The yet-to-be-named joint venture between Bayer's crop science division and Ginkgo, has the backing of $100m in investment capital from the two companies and New York venture firm Viking Global Investors.
Gingko CEO Jason Kelly, who will serve on the board, says the new company’s 50 employees will work on creating a microorganism called a “plant microbiome” that could upset the $80bn worldwide market for chemical nitrogen fertilizer, and curb pollution.
Most nitrogen fertilizer is made by big chemical producers. Farmers spray it or inject it into the soil. While it boosts crop yields, it causes environmental damage, says Kelly. Some 3 percent of the world’s carbon emissions result from nitrogen fertilizer production and toxic nitrogen fertilizer run-off pollutes waterways and kills fish.

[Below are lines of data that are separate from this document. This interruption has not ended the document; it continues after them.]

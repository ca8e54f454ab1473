mod banner;
mod error;
mod progress;
mod tables;

pub use banner::{banner_for_help, print_banner};
pub use error::print_error;
pub use progress::{MoleculeBar, Progress};
pub use tables::{print_rejections, print_settings, print_store_info, print_summary};

use std::io::{self, IsTerminal};

#[derive(Debug, Clone, Copy)]
pub struct Context {
    pub interactive: bool,
}

impl Context {
    pub fn detect() -> Self {
        Self {
            interactive: io::stderr().is_terminal(),
        }
    }

    pub fn with_quiet(self, quiet: bool) -> Self {
        if quiet {
            Self { interactive: false }
        } else {
            self
        }
    }
}
use anyhow::{Context, Result, bail};

use graph_forge::dataset::render_report;
use graph_forge::io::StructureStore;
use graph_forge::{ChargeMethod, Pipeline, PipelineConfig};

use crate::cli::{BuildArgs, GlobalOptions};
use crate::config::{build_pipeline_config, build_store_options, dataset_path, store_path};
use crate::display::{
    Context as DisplayContext, Progress, print_rejections, print_settings, print_store_info,
    print_summary,
};
use crate::util::convert::source_display_name;
use crate::util::text::threshold;

const TOTAL_STEPS: u8 = 3;

pub fn run_build(args: BuildArgs, global: &GlobalOptions, ctx: DisplayContext) -> Result<()> {
    let store_root = store_path(&global.store_dir, &args.name)?;
    let output = dataset_path(&global.dataset_dir, &args.name)?;
    let options = build_store_options(&args.source);
    let config = build_pipeline_config(&args, output)?;

    let mut progress = Progress::new(ctx.interactive, TOTAL_STEPS);

    progress.step("Opening structure store");
    let store = StructureStore::open(&store_root, options).with_context(|| {
        format!("Failed to open structure set '{}'", store_root.display())
    })?;
    if store.is_empty() {
        bail!(
            "Structure set '{}' holds no .{} entries",
            store_root.display(),
            options.mode.extension()
        );
    }
    let store_substeps = [
        format!("{} molecule entries", store.len()),
        format!("Layout: {}", source_display_name(options.mode)),
    ];
    let store_substeps_ref: Vec<&str> = store_substeps.iter().map(String::as_str).collect();
    progress.complete_step("Opening structure store", &store_substeps_ref);

    if ctx.interactive {
        print_store_info(
            &args.name,
            store.root(),
            options.mode,
            options.units,
            store.len(),
            None,
        );
    }

    progress.step("Loading force field parameters");
    let param_substeps = build_param_substeps(&args, &config);
    let pipeline = Pipeline::new(config).context("Failed to prepare the pipeline")?;
    let param_substeps_ref: Vec<&str> = param_substeps.iter().map(String::as_str).collect();
    progress.complete_step("Loading force field parameters", &param_substeps_ref);

    progress.step("Building graph dataset");
    let bar = progress.molecule_bar();
    let result = pipeline.run_store(&args.name, &store, &bar);
    let failed = bar.finish();
    let dataset = result.with_context(|| format!("Failed to build dataset '{}'", args.name))?;

    let build_substeps = [
        format!("{} graph records", dataset.records().len()),
        format!("{} molecules failed assignment", failed),
        format!(
            "Written to {}",
            dataset
                .location()
                .map(|p| p.display().to_string())
                .unwrap_or_default()
        ),
    ];
    let build_substeps_ref: Vec<&str> = build_substeps.iter().map(String::as_str).collect();
    progress.complete_step("Building graph dataset", &build_substeps_ref);

    if ctx.interactive {
        print_settings(dataset.metadata());
        print_summary(dataset.summary());
        print_rejections(dataset.summary());
    } else {
        print!("{}", render_report(dataset.metadata(), dataset.summary()));
    }

    progress.finish("Dataset complete");

    Ok(())
}

fn build_param_substeps(args: &BuildArgs, config: &PipelineConfig) -> Vec<String> {
    let mut steps = Vec::new();

    match &args.topology.params {
        Some(path) => steps.push(format!("Custom parameters from {}", path.display())),
        None => steps.push("Embedded DREIDING parameters".to_string()),
    }
    if let Some(path) = &args.topology.rules {
        steps.push(format!("Custom typing rules from {}", path.display()));
    }
    if let ChargeMethod::Qeq(qeq) = config.forge.charge_method {
        steps.push(format!("QEq charges, net charge {}", qeq.total_charge));
    }

    let thresholds = &config.filter.thresholds;
    steps.push(format!(
        "Max energy {}, max force {}",
        threshold(thresholds.max_energy, "kcal/mol"),
        threshold(thresholds.max_force, "kcal/mol/Å")
    ));

    if let Some(cutoff) = config.graph.nonbonded_cutoff {
        steps.push(format!("Non-bonded edges within {} Å", cutoff));
    }

    steps
}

The Bayer/Ginkgo team wants to turn crops into their own mini-fertilizer manufacturers. A handful of plants, including peanuts and soybeans, produce nitrogen naturally, and don’t require man-made fertilizer to grow. The plan is to empower other crops to make their own nitrogen by designing a nitrogen-producing microbiome in the lab and coating seeds with the synthetic cells.
A startup founded in 2009 by scientists from MIT, Ginkgo is backed by $154m in venture funding and will log more than $20m in revenue this year. Its specialty is making custom-designed cells for companies in the fragrance, food and pharmaceutical industries. It already makes some cells for agricultural clients. Using DNA it designs and manufactures, it programs the cells to produce enzymes and other matter.